What is being asked — For each line below, check for "remove"; give only the total of lines where it occurs.

··········

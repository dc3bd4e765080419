use async_trait::async_trait;
use nr_core::{KeyValueStore, Result};
use std::collections::HashMap;
use std::sync::Arc;
use tokio::sync::RwLock;
use crate::StorageBackend;

/// Process-local storage; everything is lost on exit.
#[derive(Debug, Clone, Default)]
pub struct InMemoryStorage {
    entries: Arc<RwLock<HashMap<String, String>>>,
}

impl InMemoryStorage {
    pub fn new() -> Self {
        Self::default()
    }

    /// Number of keys currently stored
    pub async fn len(&self) -> usize {
        self.entries.read().await.len()
    }

    pub async fn is_empty(&self) -> bool {
        self.entries.read().await.is_empty()
    }
}

#[async_trait]
impl StorageBackend for InMemoryStorage {
    fn get_error_message() -> &'static str {
        "Memory storage should be available"
    }

    async fn open(_location: Option<&str>) -> Result<Self> {
        Ok(Self::new())
    }
}

#[async_trait]
impl KeyValueStore for InMemoryStorage {
    async fn load(&self, key: &str) -> Result<Option<String>> {
        Ok(self.entries.read().await.get(key).cloned())
    }

    async fn save(&self, key: &str, value: &str) -> Result<()> {
        self.entries
            .write()
            .await
            .insert(key.to_string(), value.to_string());
        Ok(())
    }

    async fn remove(&self, key: &str) -> Result<()> {
        self.entries.write().await.remove(key);
        Ok(())
    }
}

#[cfg(test)]
mod tests {
    use super::*;

    #[tokio::test]
    async fn test_memory_storage() {
        let storage = InMemoryStorage::new();
        assert!(storage.load("articles").await.unwrap().is_none());

        storage.save("articles", "[1]").await.unwrap();
        storage.save("articles", "[2]").await.unwrap();
        assert_eq!(storage.load("articles").await.unwrap().as_deref(), Some("[2]"));
        assert_eq!(storage.len().await, 1);

        storage.remove("articles").await.unwrap();
        storage.remove("articles").await.unwrap();
        assert!(storage.is_empty().await);
    }

    #[tokio::test]
    async fn test_clones_share_entries() {
        let storage = InMemoryStorage::new();
        let other = storage.clone();
        storage.save("backendSettings", "{}").await.unwrap();
        assert_eq!(other.load("backendSettings").await.unwrap().as_deref(), Some("{}"));
    }
}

··········

Output for this task — 4